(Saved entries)

⁂

//! Per-target durable state directory.
//!
//! Layout under the state root:
//!
//! ```text
//! <state_dir>/<target_id>/
//!     journal.json               live journal (LIFO batch stack)
//!     journal.<session>.json     archived journals
//!     flag.json                  failure flag
//!     failure.json               failure record
//!     *.lock                     advisory locks (see crate::lock)
//! ```
//!
//! All writes go through [`StateStore::write_json_atomic`]: temp file,
//! fsync, rename, then fsync of the directory.

use crate::lock::{FileLock, LockError};
use chrono::{DateTime, NaiveDateTime, Utc};
use gu_common::TargetId;
use serde::de::DeserializeOwned;
use serde::Serialize;
use std::fs;
use std::io::Write;
use std::path::{Path, PathBuf};
use std::sync::atomic::{AtomicU64, Ordering};
use thiserror::Error;

pub const JOURNAL_FILE: &str = "journal.json";
pub const FLAG_FILE: &str = "flag.json";
pub const FAILURE_FILE: &str = "failure.json";

static TMP_COUNTER: AtomicU64 = AtomicU64::new(0);

#[derive(Debug, Error)]
pub enum StoreError {
    #[error("I/O error at {path}: {source}")]
    Io {
        path: PathBuf,
        #[source]
        source: std::io::Error,
    },

    #[error("invalid JSON in {path}: {source}")]
    Json {
        path: PathBuf,
        #[source]
        source: serde_json::Error,
    },
}

impl StoreError {
    fn io(path: &Path, source: std::io::Error) -> Self {
        StoreError::Io {
            path: path.to_path_buf(),
            source,
        }
    }
}

/// Named per-target locks.
#[derive(Debug, Clone, Copy, PartialEq, Eq)]
pub enum LockKind {
    Update,
    Monitor,
    Restore,
    Flag,
}

impl LockKind {
    fn file_name(self) -> &'static str {
        match self {
            LockKind::Update => "update.lock",
            LockKind::Monitor => "monitor.lock",
            LockKind::Restore => "restore.lock",
            LockKind::Flag => "flag.lock",
        }
    }
}

/// Root of all durable updater state.
#[derive(Debug, Clone)]
pub struct StateStore {
    root: PathBuf,
}

impl StateStore {
    pub fn new(root: impl Into<PathBuf>) -> Self {
        Self { root: root.into() }
    }

    pub fn root(&self) -> &Path {
        &self.root
    }

    pub fn target_dir(&self, target: &TargetId) -> PathBuf {
        self.root.join(target.as_str())
    }

    pub fn journal_path(&self, target: &TargetId) -> PathBuf {
        self.target_dir(target).join(JOURNAL_FILE)
    }

    pub fn archived_journal_path(&self, target: &TargetId, session: &str) -> PathBuf {
        self.target_dir(target).join(format!("journal.{}.json", session))
    }

    pub fn flag_path(&self, target: &TargetId) -> PathBuf {
        self.target_dir(target).join(FLAG_FILE)
    }

    pub fn failure_path(&self, target: &TargetId) -> PathBuf {
        self.target_dir(target).join(FAILURE_FILE)
    }

    pub fn lock_path(&self, target: &TargetId, kind: LockKind) -> PathBuf {
        self.target_dir(target).join(kind.file_name())
    }

    pub fn try_lock(&self, target: &TargetId, kind: LockKind) -> Result<FileLock, LockError> {
        FileLock::try_acquire(&self.lock_path(target, kind))
    }

    pub fn lock(&self, target: &TargetId, kind: LockKind) -> Result<FileLock, LockError> {
        FileLock::acquire(&self.lock_path(target, kind))
    }

    /// Targets that have a state directory.
    pub fn list_targets(&self) -> Result<Vec<TargetId>, StoreError> {
        let entries = match fs::read_dir(&self.root) {
            Ok(entries) => entries,
            Err(e) if e.kind() == std::io::ErrorKind::NotFound => return Ok(Vec::new()),
            Err(e) => return Err(StoreError::io(&self.root, e)),
        };
        let mut targets: Vec<TargetId> = entries
            .filter_map(|e| e.ok())
            .filter(|e| e.file_type().map(|t| t.is_dir()).unwrap_or(false))
            .filter_map(|e| e.file_name().to_str().and_then(TargetId::parse))
            .collect();
        targets.sort_by(|a, b| a.as_str().cmp(b.as_str()));
        Ok(targets)
    }

    /// Archived journals for a target, oldest first.
    pub fn archived_journals(&self, target: &TargetId) -> Result<Vec<PathBuf>, StoreError> {
        let dir = self.target_dir(target);
        let entries = match fs::read_dir(&dir) {
            Ok(entries) => entries,
            Err(e) if e.kind() == std::io::ErrorKind::NotFound => return Ok(Vec::new()),
            Err(e) => return Err(StoreError::io(&dir, e)),
        };
        let mut archives: Vec<PathBuf> = entries
            .filter_map(|e| e.ok())
            .map(|e| e.path())
            .filter(|p| {
                p.file_name()
                    .and_then(|n| n.to_str())
                    .is_some_and(|n| {
                        n.starts_with("journal.") && n.ends_with(".json") && n != JOURNAL_FILE
                            && !n.contains(".tmp.")
                    })
            })
            .collect();
        sort_by_age(&mut archives, "journal.", ".json");
        Ok(archives)
    }

    /// Read a JSON document; `Ok(None)` when the file does not exist.
    pub fn read_json<T: DeserializeOwned>(&self, path: &Path) -> Result<Option<T>, StoreError> {
        let content = match fs::read(path) {
            Ok(content) => content,
            Err(e) if e.kind() == std::io::ErrorKind::NotFound => return Ok(None),
            Err(e) => return Err(StoreError::io(path, e)),
        };
        serde_json::from_slice(&content)
            .map(Some)
            .map_err(|source| StoreError::Json {
                path: path.to_path_buf(),
                source,
            })
    }

    /// Durably replace `path` with the pretty JSON encoding of `value`.
    pub fn write_json_atomic<T: Serialize>(&self, path: &Path, value: &T) -> Result<(), StoreError> {
        write_json_atomic(path, value)
    }

    /// Remove a file, treating "already gone" as success.
    pub fn remove(&self, path: &Path) -> Result<(), StoreError> {
        match fs::remove_file(path) {
            Ok(()) => Ok(()),
            Err(e) if e.kind() == std::io::ErrorKind::NotFound => Ok(()),
            Err(e) => Err(StoreError::io(path, e)),
        }
    }
}

pub(crate) fn write_json_atomic<T: Serialize>(path: &Path, value: &T) -> Result<(), StoreError> {
    let parent = path.parent().filter(|p| !p.as_os_str().is_empty());
    if let Some(parent) = parent {
        fs::create_dir_all(parent).map_err(|e| StoreError::io(parent, e))?;
    }
    let content = serde_json::to_vec_pretty(value).map_err(|source| StoreError::Json {
        path: path.to_path_buf(),
        source,
    })?;
    let file_name = path
        .file_name()
        .and_then(|s| s.to_str())
        .unwrap_or("state.json");
    let tmp_path = path.with_file_name(format!(
        "{}.tmp.{}.{}",
        file_name,
        std::process::id(),
        TMP_COUNTER.fetch_add(1, Ordering::Relaxed)
    ));

    let written = (|| {
        let mut file = fs::File::create(&tmp_path)?;
        file.write_all(&content)?;
        file.sync_all()
    })();
    if let Err(e) = written {
        let _ = fs::remove_file(&tmp_path);
        return Err(StoreError::io(&tmp_path, e));
    }
    if let Err(e) = fs::rename(&tmp_path, path) {
        let _ = fs::remove_file(&tmp_path);
        return Err(StoreError::io(path, e));
    }
    if let Some(parent) = parent {
        sync_dir(parent);
    }
    Ok(())
}

/// Flush the directory entry so the rename itself survives power loss.
#[cfg(unix)]
fn sync_dir(dir: &Path) {
    if let Ok(handle) = fs::File::open(dir) {
        let _ = handle.sync_all();
    }
}

#[cfg(not(unix))]
fn sync_dir(_dir: &Path) {}

/// Sort oldest first by the timestamp embedded in each name
/// (`gu-YYYYMMDD-HHMMSS-xxxx` or `unscoped-YYYYMMDD-HHMMSS-mmm`, after
/// stripping `prefix` and `suffix`). Names without one fall back to their
/// modification time.
pub fn sort_by_age(paths: &mut [PathBuf], prefix: &str, suffix: &str) {
    paths.sort_by_cached_key(|path| {
        let name = path.file_name().and_then(|n| n.to_str()).unwrap_or_default();
        let stem = name
            .strip_prefix(prefix)
            .and_then(|n| n.strip_suffix(suffix))
            .unwrap_or(name);
        let at = name_timestamp(stem)
            .or_else(|| modified_at(path))
            .unwrap_or(NaiveDateTime::MIN);
        (at, name.to_string())
    });
}

fn name_timestamp(stem: &str) -> Option<NaiveDateTime> {
    let rest = stem
        .strip_prefix("gu-")
        .or_else(|| stem.strip_prefix("unscoped-"))?;
    NaiveDateTime::parse_from_str(rest.get(..15)?, "%Y%m%d-%H%M%S").ok()
}

fn modified_at(path: &Path) -> Option<NaiveDateTime> {
    let modified = fs::metadata(path).and_then(|m| m.modified()).ok()?;
    Some(DateTime::<Utc>::from(modified).naive_utc())
}

#[cfg(test)]
mod tests {
    use super::*;
    use serde::Deserialize;
    use tempfile::TempDir;

    #[derive(Debug, Serialize, Deserialize, PartialEq)]
    struct Doc {
        n: u32,
    }

    #[test]
    fn test_write_then_read() {
        let dir = TempDir::new().unwrap();
        let store = StateStore::new(dir.path());
        let target = TargetId::from_name("editor");
        let path = store.flag_path(&target);

        assert_eq!(store.read_json::<Doc>(&path).unwrap(), None);
        store.write_json_atomic(&path, &Doc { n: 7 }).unwrap();
        assert_eq!(store.read_json::<Doc>(&path).unwrap(), Some(Doc { n: 7 }));

        let leftovers = fs::read_dir(store.target_dir(&target))
            .unwrap()
            .filter_map(|e| e.ok())
            .filter(|e| e.file_name().to_string_lossy().contains(".tmp."))
            .count();
        assert_eq!(leftovers, 0);
    }

    #[test]
    fn test_failed_rename_keeps_previous_content() {
        let dir = TempDir::new().unwrap();
        let store = StateStore::new(dir.path());
        let path = dir.path().join("doc.json");
        store.write_json_atomic(&path, &Doc { n: 1 }).unwrap();

        // A non-empty directory at the destination makes the rename fail.
        let blocked = dir.path().join("blocked.json");
        fs::create_dir_all(blocked.join("inner")).unwrap();
        assert!(store.write_json_atomic(&blocked, &Doc { n: 2 }).is_err());
        assert_eq!(store.read_json::<Doc>(&path).unwrap(), Some(Doc { n: 1 }));
    }

    #[test]
    fn test_invalid_json_is_reported() {
        let dir = TempDir::new().unwrap();
        let store = StateStore::new(dir.path());
        let path = dir.path().join("bad.json");
        fs::write(&path, b"{not json").unwrap();
        assert!(matches!(
            store.read_json::<Doc>(&path),
            Err(StoreError::Json { .. })
        ));
    }

    #[test]
    fn test_list_targets_and_archives() {
        let dir = TempDir::new().unwrap();
        let store = StateStore::new(dir.path());
        assert!(store.list_targets().unwrap().is_empty());

        let a = TargetId::from_name("alpha");
        let b = TargetId::from_name("beta");
        fs::create_dir_all(store.target_dir(&b)).unwrap();
        fs::create_dir_all(store.target_dir(&a)).unwrap();
        fs::create_dir_all(dir.path().join(".hidden")).unwrap();
        assert_eq!(store.list_targets().unwrap(), vec![a.clone(), b]);

        let older = store.archived_journal_path(&a, "gu-20260101-000000-aaaa");
        let newer = store.archived_journal_path(&a, "gu-20260201-000000-bbbb");
        store.write_json_atomic(&newer, &Doc { n: 2 }).unwrap();
        store.write_json_atomic(&older, &Doc { n: 1 }).unwrap();
        store.write_json_atomic(&store.journal_path(&a), &Doc { n: 3 }).unwrap();
        assert_eq!(store.archived_journals(&a).unwrap(), vec![older, newer]);
    }

    #[test]
    fn test_archives_order_by_embedded_time_across_kinds() {
        let dir = TempDir::new().unwrap();
        let store = StateStore::new(dir.path());
        let t = TargetId::from_name("alpha");

        // Lexically "unscoped-" sorts after "gu-" whatever the dates.
        let oldest = store.archived_journal_path(&t, "unscoped-20250101-000000-000");
        let middle = store.archived_journal_path(&t, "gu-20260101-000000-zzzz");
        let newest = store.archived_journal_path(&t, "unscoped-20270101-000000-000");
        for path in [&newest, &oldest, &middle] {
            store.write_json_atomic(path, &Doc { n: 1 }).unwrap();
        }
        assert_eq!(store.archived_journals(&t).unwrap(), vec![oldest, middle, newest]);
    }

    #[test]
    fn test_remove_is_idempotent() {
        let dir = TempDir::new().unwrap();
        let store = StateStore::new(dir.path());
        let path = dir.path().join("failure.json");
        fs::write(&path, b"{}").unwrap();
        store.remove(&path).unwrap();
        store.remove(&path).unwrap();
        assert!(!path.exists());
    }
}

⁂

### [To do]
Once you find the line with "use serde::Serialize;" above, print it and every line after it up to and including the line with "pub fn new(root: impl", exactly as written and nothing else.

### [Your solution]
use serde::Serialize;
use std::fs;
use std::io::Write;
use std::path::{Path, PathBuf};
use std::sync::atomic::{AtomicU64, Ordering};
use thiserror::Error;

pub const JOURNAL_FILE: &str = "journal.json";
pub const FLAG_FILE: &str = "flag.json";
pub const FAILURE_FILE: &str = "failure.json";

static TMP_COUNTER: AtomicU64 = AtomicU64::new(0);

#[derive(Debug, Error)]
pub enum StoreError {
    #[error("I/O error at {path}: {source}")]
    Io {
        path: PathBuf,
        #[source]
        source: std::io::Error,
    },

    #[error("invalid JSON in {path}: {source}")]
    Json {
        path: PathBuf,
        #[source]
        source: serde_json::Error,
    },
}

impl StoreError {
    fn io(path: &Path, source: std::io::Error) -> Self {
        StoreError::Io {
            path: path.to_path_buf(),
            source,
        }
    }
}

/// Named per-target locks.
#[derive(Debug, Clone, Copy, PartialEq, Eq)]
pub enum LockKind {
    Update,
    Monitor,
    Restore,
    Flag,
}

impl LockKind {
    fn file_name(self) -> &'static str {
        match self {
            LockKind::Update => "update.lock",
            LockKind::Monitor => "monitor.lock",
            LockKind::Restore => "restore.lock",
            LockKind::Flag => "flag.lock",
        }
    }
}

/// Root of all durable updater state.
#[derive(Debug, Clone)]
pub struct StateStore {
    root: PathBuf,
}

impl StateStore {
    pub fn new(root: impl Into<PathBuf>) -> Self {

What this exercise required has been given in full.